WORK ITEM – Copy each line of the following data that contains "store".

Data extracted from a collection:
━━━━━━━━━━━━━━━━━━━━━━━━━━━━━━
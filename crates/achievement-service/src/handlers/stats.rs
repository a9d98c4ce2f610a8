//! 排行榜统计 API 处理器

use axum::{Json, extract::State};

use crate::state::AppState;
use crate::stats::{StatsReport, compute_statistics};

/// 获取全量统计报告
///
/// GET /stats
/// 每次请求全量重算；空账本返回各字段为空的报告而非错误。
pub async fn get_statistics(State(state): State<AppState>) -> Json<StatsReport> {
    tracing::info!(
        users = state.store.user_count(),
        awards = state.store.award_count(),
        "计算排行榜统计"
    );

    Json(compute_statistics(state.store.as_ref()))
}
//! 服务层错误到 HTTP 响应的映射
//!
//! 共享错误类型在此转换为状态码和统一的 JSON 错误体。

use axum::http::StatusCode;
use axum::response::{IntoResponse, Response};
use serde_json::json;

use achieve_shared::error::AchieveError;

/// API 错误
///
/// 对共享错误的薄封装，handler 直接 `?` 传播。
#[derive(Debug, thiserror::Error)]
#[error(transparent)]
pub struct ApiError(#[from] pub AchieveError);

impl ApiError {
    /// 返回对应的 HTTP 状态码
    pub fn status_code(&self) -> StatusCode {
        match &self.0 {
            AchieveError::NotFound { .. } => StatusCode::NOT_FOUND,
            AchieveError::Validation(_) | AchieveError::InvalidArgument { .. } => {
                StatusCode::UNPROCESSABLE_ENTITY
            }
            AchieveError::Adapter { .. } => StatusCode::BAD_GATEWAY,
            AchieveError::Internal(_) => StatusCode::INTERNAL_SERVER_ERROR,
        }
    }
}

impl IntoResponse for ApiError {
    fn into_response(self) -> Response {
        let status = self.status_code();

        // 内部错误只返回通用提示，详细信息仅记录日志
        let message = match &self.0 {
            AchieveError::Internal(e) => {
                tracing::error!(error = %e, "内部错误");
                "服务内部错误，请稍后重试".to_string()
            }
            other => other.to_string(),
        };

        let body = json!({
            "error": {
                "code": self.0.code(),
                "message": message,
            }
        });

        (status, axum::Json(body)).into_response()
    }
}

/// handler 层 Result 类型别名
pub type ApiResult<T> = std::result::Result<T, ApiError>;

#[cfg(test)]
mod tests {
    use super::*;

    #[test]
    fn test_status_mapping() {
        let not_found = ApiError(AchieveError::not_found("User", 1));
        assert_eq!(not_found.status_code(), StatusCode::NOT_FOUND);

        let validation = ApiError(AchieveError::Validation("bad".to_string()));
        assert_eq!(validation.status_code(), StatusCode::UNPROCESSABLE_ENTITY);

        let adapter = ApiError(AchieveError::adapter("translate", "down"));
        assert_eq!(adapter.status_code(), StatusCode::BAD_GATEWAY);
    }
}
━━━━━━━━━━━━━━━━━━━━━━━━━━━━━━
ANSWER FOR THE TASK –
        users = state.store.user_count(),
        awards = state.store.award_count(),
    Json(compute_statistics(state.store.as_ref()))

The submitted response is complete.